Of the material below, only the lines from the line containing "self.read(|tx| tx.competition(id))" down to the line containing "every competition, sorted." belong in the answer, written out exactly.
● ● ● ● ●
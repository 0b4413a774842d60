//! SQLite-backed competition counters, reservations, and append-only ledger.

use std::path::{Path, PathBuf};
use std::sync::Mutex;
use std::time::Duration;

use rusqlite::{Connection, OptionalExtension, Row, TransactionBehavior, params};
use serde::{Deserialize, Serialize};
use tracing::debug;

use crate::{
    competition::{Competition, NewCompetition},
    core::locks::{AdvisoryLocks, LockKey},
    ledger::{ChangeReason, EntryMetadata, LedgerEntry, NewLedgerEntry},
    reservation::{NewReservation, Reservation, ReservationStatus},
    types::{CompetitionId, LedgerEntryId, Tokens, now_ms},
};

use super::{PersistError, PersistResult};

const SCHEMA_SQL: &str = include_str!("schema.sql");

const LEDGER_COLUMNS: &str = "id, competition_id, reservation_id, change_amount, reason, \
     created_by, created_at_ms, idempotency_key, metadata";

const RESERVATION_COLUMNS: &str = "id, competition_id, studio_id, status, spaces_requested, \
     spaces_confirmed, approved_at_ms, approved_by, created_at_ms, updated_at_ms";

/// Connection settings.
#[derive(Debug, Clone, PartialEq, Eq, Serialize, Deserialize)]
#[serde(default)]
pub struct StoreConfig {
    /// How long a writer waits for the database write lock.
    pub busy_timeout_ms: u64,
    /// Enables WAL journaling for file-backed stores.
    pub wal: bool,
    /// Idle file connections kept for reuse.
    pub max_idle_connections: usize,
}

impl Default for StoreConfig {
    fn default() -> Self {
        Self {
            busy_timeout_ms: 5_000,
            wal: true,
            max_idle_connections: 8,
        }
    }
}

enum Backing {
    File {
        path: PathBuf,
        idle: Mutex<Vec<Connection>>,
    },
    // A private in-memory database only exists on the connection that made it.
    Memory(Mutex<Connection>),
}

/// Relational store behind the capacity service.
///
/// Writers run inside `BEGIN IMMEDIATE` transactions, so every write unit
/// of work holds the database write lock from its first read to commit.
/// File-backed stores open one connection per concurrent unit of work and
/// may be shared by several processes; in-memory stores serialize on a
/// single connection.
pub struct SqliteStore {
    backing: Backing,
    locks: AdvisoryLocks,
    config: StoreConfig,
}

impl std::fmt::Debug for SqliteStore {
    fn fmt(&self, f: &mut std::fmt::Formatter<'_>) -> std::fmt::Result {
        f.debug_struct("SqliteStore")
            .field("path", &self.path())
            .field("config", &self.config)
            .finish_non_exhaustive()
    }
}

impl SqliteStore {
    /// Opens or creates a file-backed store with default settings.
    pub fn open(path: impl AsRef<Path>) -> PersistResult<Self> {
        Self::open_with(path, StoreConfig::default())
    }

    /// Opens or creates a file-backed store.
    pub fn open_with(path: impl AsRef<Path>, config: StoreConfig) -> PersistResult<Self> {
        let path = path.as_ref().to_path_buf();
        let conn = open_connection(&path, &config)?;
        conn.execute_batch(SCHEMA_SQL)?;
        Ok(Self {
            backing: Backing::File {
                path,
                idle: Mutex::new(vec![conn]),
            },
            locks: AdvisoryLocks::new(),
            config,
        })
    }

    /// Opens a private in-memory store.
    pub fn open_in_memory() -> PersistResult<Self> {
        let config = StoreConfig::default();
        let conn = Connection::open_in_memory()?;
        conn.pragma_update(None, "foreign_keys", "ON")?;
        conn.execute_batch(SCHEMA_SQL)?;
        Ok(Self {
            backing: Backing::Memory(Mutex::new(conn)),
            locks: AdvisoryLocks::new(),
            config,
        })
    }

    /// Database file, if file-backed.
    pub fn path(&self) -> Option<&Path> {
        match &self.backing {
            Backing::File { path, .. } => Some(path),
            Backing::Memory(_) => None,
        }
    }

    /// Active connection settings.
    pub fn config(&self) -> &StoreConfig {
        &self.config
    }

    /// Creates a competition with `available_tokens == total_tokens`.
    pub fn insert_competition(&self, new: &NewCompetition) -> PersistResult<Competition> {
        self.write(None, |tx| tx.insert_competition(new))
    }

    /// Creates a pending reservation.
    pub fn insert_reservation(&self, new: &NewReservation) -> PersistResult<Reservation> {
        self.write(None, |tx| tx.insert_reservation(new))
    }

    /// Loads a competition.
    pub fn competition(&self, id: &str) -> PersistResult<Option<Competition>> {
        self.read(|tx| tx.competition(id))
    }

    /// Loads a reservation.
    pub fn reservation(&self, id: &str) -> PersistResult<Option<Reservation>> {
        self.read(|tx| tx.reservation(id))
    }

    /// Ids of every competition, sorted.
    pub fn competition_ids(&self) -> PersistResult<Vec<CompetitionId>> {
        self.read(|tx| tx.competition_ids())
    }

    /// Runs `f` as one write unit of work.
    ///
    /// When `lock` is set the advisory lock is taken before the transaction
    /// begins and released only after it commits or rolls back. Returning
    /// `Err` from `f` rolls everything back.
    pub(crate) fn write<T, E>(
        &self,
        lock: Option<LockKey>,
        f: impl FnOnce(&Tx<'_>) -> Result<T, E>,
    ) -> Result<T, E>
    where
        E: From<PersistError>,
    {
        let _advisory = match lock {
            Some(key) => {
                let guard = self.locks.acquire(key)?;
                debug!(key = key.0, "advisory lock acquired");
                Some(guard)
            }
            None => None,
        };

        self.with_conn(|conn| {
            let tx = conn
                .transaction_with_behavior(TransactionBehavior::Immediate)
                .map_err(PersistError::from)?;
            let out = f(&Tx { conn: &tx })?;
            tx.commit().map_err(PersistError::from)?;
            Ok(out)
        })
    }

    /// Runs `f` against one consistent read snapshot.
    pub(crate) fn read<T, E>(&self, f: impl FnOnce(&Tx<'_>) -> Result<T, E>) -> Result<T, E>
    where
        E: From<PersistError>,
    {
        self.with_conn(|conn| {
            let tx = conn
                .transaction_with_behavior(TransactionBehavior::Deferred)
                .map_err(PersistError::from)?;
            let out = f(&Tx { conn: &tx })?;
            tx.commit().map_err(PersistError::from)?;
            Ok(out)
        })
    }

    fn with_conn<T, E>(&self, f: impl FnOnce(&mut Connection) -> Result<T, E>) -> Result<T, E>
    where
        E: From<PersistError>,
    {
        match &self.backing {
            Backing::Memory(conn) => {
                let mut conn = conn.lock().map_err(|_| PersistError::Poisoned)?;
                f(&mut conn)
            }
            Backing::File { path, idle } => {
                let pooled = idle.lock().map_err(|_| PersistError::Poisoned)?.pop();
                let mut conn = match pooled {
                    Some(conn) => conn,
                    None => open_connection(path, &self.config)?,
                };
                let out = f(&mut conn);
                if let Ok(mut idle) = idle.lock() {
                    if idle.len() < self.config.max_idle_connections {
                        idle.push(conn);
                    }
                }
                out
            }
        }
    }
}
● ● ● ● ●
_EXPECTED ANSWER_.
        self.read(|tx| tx.competition(id))
    }

    /// Loads a reservation.
    pub fn reservation(&self, id: &str) -> PersistResult<Option<Reservation>> {
        self.read(|tx| tx.reservation(id))
    }

    /// Ids of every competition, sorted.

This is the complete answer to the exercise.